## WHAT YOU ARE ASKED TO DO:
Identify every line in the records below that contains the word "push", and copy each of those lines.

Collected data entries:
--- START ---

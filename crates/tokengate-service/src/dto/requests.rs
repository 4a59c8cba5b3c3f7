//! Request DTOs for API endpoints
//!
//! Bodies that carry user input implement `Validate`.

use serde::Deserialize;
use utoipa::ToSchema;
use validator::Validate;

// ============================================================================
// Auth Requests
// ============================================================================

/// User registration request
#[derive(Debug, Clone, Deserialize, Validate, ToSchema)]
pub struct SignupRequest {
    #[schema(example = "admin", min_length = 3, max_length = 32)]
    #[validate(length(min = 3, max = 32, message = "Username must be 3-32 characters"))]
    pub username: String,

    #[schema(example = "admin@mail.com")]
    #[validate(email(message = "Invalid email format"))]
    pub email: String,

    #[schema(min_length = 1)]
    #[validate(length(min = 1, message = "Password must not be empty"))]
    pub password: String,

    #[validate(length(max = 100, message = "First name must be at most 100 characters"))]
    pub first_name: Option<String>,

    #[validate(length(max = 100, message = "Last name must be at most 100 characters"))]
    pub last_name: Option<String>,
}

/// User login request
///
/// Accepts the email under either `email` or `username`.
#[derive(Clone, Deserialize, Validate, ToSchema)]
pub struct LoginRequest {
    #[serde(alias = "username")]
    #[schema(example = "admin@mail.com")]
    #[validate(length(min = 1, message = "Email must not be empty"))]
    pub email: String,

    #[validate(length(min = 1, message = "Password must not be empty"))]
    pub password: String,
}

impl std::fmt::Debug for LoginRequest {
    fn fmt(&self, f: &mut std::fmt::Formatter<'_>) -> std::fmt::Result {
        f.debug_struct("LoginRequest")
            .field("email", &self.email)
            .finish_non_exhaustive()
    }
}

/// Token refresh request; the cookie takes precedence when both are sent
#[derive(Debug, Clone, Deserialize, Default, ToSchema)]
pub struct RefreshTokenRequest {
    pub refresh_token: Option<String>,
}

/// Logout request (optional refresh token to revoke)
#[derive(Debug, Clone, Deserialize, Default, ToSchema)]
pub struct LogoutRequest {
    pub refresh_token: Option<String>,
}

--- END ---
--- START ---

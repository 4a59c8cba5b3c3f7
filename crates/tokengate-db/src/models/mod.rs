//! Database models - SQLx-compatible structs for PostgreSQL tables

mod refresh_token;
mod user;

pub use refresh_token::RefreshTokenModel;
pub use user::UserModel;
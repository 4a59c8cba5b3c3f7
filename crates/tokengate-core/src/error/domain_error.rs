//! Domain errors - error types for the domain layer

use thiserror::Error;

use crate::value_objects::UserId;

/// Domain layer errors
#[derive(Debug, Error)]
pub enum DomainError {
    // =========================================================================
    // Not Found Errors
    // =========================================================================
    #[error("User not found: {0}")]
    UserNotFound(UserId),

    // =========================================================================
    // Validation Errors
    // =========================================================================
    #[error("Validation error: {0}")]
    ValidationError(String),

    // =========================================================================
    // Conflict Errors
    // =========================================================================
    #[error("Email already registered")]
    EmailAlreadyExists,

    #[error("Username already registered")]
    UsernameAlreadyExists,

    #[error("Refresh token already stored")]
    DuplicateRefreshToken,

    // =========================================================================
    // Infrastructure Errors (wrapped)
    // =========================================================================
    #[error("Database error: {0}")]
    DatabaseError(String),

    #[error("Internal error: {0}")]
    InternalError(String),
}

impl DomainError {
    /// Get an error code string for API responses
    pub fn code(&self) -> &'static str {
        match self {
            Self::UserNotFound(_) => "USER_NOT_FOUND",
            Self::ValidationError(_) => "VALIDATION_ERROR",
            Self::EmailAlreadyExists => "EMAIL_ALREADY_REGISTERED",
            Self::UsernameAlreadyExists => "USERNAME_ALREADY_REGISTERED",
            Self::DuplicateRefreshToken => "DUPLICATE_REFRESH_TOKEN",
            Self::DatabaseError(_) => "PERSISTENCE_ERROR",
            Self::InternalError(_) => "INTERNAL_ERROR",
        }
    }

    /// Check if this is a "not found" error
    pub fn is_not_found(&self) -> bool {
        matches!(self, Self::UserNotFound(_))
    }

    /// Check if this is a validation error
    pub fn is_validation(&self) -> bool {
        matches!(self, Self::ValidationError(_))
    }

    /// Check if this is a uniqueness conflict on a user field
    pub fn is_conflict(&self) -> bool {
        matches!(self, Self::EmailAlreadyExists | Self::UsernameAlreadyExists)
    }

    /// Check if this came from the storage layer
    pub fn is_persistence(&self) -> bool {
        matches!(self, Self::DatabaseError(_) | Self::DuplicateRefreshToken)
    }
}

--- END ---
--- START ---

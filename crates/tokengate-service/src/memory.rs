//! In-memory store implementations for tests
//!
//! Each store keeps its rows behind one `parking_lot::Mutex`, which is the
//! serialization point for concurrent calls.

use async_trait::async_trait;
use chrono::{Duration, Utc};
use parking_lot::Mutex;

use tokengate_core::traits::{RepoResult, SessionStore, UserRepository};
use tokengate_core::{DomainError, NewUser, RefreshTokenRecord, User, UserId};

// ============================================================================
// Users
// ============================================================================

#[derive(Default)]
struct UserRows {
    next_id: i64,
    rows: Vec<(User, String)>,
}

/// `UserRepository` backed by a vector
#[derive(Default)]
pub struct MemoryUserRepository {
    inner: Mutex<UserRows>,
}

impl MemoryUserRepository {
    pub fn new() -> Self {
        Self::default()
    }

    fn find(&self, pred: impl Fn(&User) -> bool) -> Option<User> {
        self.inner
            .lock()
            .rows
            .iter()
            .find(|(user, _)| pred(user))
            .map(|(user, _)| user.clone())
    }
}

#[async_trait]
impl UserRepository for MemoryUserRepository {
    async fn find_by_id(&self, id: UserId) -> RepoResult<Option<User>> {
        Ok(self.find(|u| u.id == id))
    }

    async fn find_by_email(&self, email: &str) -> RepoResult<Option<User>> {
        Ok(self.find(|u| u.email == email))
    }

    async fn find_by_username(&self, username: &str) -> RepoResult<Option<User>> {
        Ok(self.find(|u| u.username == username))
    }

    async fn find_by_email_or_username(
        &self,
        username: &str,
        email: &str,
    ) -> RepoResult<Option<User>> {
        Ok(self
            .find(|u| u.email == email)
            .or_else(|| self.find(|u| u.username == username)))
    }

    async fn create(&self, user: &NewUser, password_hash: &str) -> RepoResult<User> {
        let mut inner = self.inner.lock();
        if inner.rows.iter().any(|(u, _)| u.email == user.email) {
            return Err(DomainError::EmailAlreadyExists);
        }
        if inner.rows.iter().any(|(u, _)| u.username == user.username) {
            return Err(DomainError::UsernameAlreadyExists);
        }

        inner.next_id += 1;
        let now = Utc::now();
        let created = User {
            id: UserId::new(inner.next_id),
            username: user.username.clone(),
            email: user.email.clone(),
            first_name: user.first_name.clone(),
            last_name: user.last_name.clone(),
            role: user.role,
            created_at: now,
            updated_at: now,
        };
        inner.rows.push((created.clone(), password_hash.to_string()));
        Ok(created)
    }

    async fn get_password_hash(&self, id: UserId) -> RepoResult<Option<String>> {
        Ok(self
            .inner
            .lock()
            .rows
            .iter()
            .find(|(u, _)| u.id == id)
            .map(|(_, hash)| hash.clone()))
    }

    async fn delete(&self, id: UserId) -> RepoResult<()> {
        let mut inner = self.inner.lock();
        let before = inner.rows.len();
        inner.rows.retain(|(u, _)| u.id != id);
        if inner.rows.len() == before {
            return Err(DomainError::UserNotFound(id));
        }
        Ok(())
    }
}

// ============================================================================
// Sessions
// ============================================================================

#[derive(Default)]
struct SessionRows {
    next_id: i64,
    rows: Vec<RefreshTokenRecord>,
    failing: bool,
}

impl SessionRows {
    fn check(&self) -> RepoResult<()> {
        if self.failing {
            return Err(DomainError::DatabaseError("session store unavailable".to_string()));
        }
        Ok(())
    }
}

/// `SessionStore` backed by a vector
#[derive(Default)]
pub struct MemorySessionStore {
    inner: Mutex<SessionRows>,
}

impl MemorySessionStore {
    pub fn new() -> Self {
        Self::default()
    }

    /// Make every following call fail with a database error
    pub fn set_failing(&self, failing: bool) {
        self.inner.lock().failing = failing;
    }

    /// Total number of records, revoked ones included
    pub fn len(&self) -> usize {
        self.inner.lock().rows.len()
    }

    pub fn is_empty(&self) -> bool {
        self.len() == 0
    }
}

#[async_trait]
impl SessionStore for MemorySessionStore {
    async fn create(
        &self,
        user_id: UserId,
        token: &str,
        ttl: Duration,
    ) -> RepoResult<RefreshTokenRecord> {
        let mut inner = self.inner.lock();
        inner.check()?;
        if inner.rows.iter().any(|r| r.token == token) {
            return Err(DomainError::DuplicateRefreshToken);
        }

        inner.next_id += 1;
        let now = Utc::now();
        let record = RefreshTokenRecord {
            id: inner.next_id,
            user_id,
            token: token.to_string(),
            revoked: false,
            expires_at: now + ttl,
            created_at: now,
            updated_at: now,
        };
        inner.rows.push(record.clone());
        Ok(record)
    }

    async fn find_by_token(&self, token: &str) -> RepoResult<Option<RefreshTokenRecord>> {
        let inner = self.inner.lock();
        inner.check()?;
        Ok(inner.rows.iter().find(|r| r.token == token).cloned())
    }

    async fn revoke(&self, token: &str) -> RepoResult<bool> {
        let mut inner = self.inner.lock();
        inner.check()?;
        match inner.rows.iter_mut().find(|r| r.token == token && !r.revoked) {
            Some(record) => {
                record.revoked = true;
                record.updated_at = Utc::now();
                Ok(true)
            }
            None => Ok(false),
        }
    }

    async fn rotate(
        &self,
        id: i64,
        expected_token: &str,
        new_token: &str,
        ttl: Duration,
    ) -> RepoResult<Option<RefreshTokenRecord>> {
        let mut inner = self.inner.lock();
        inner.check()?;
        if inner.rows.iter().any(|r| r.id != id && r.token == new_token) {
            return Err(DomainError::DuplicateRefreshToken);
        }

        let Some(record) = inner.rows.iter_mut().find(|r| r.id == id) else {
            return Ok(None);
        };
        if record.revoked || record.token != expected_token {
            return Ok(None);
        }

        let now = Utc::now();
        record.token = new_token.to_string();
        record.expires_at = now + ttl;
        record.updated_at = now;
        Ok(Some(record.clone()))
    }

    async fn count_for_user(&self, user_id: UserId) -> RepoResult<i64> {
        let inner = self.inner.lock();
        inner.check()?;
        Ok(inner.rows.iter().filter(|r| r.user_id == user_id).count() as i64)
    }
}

--- END ---

## EXERCISE RESPONSE:
        inner.rows.push((created.clone(), password_hash.to_string()));
        inner.rows.push(record.clone());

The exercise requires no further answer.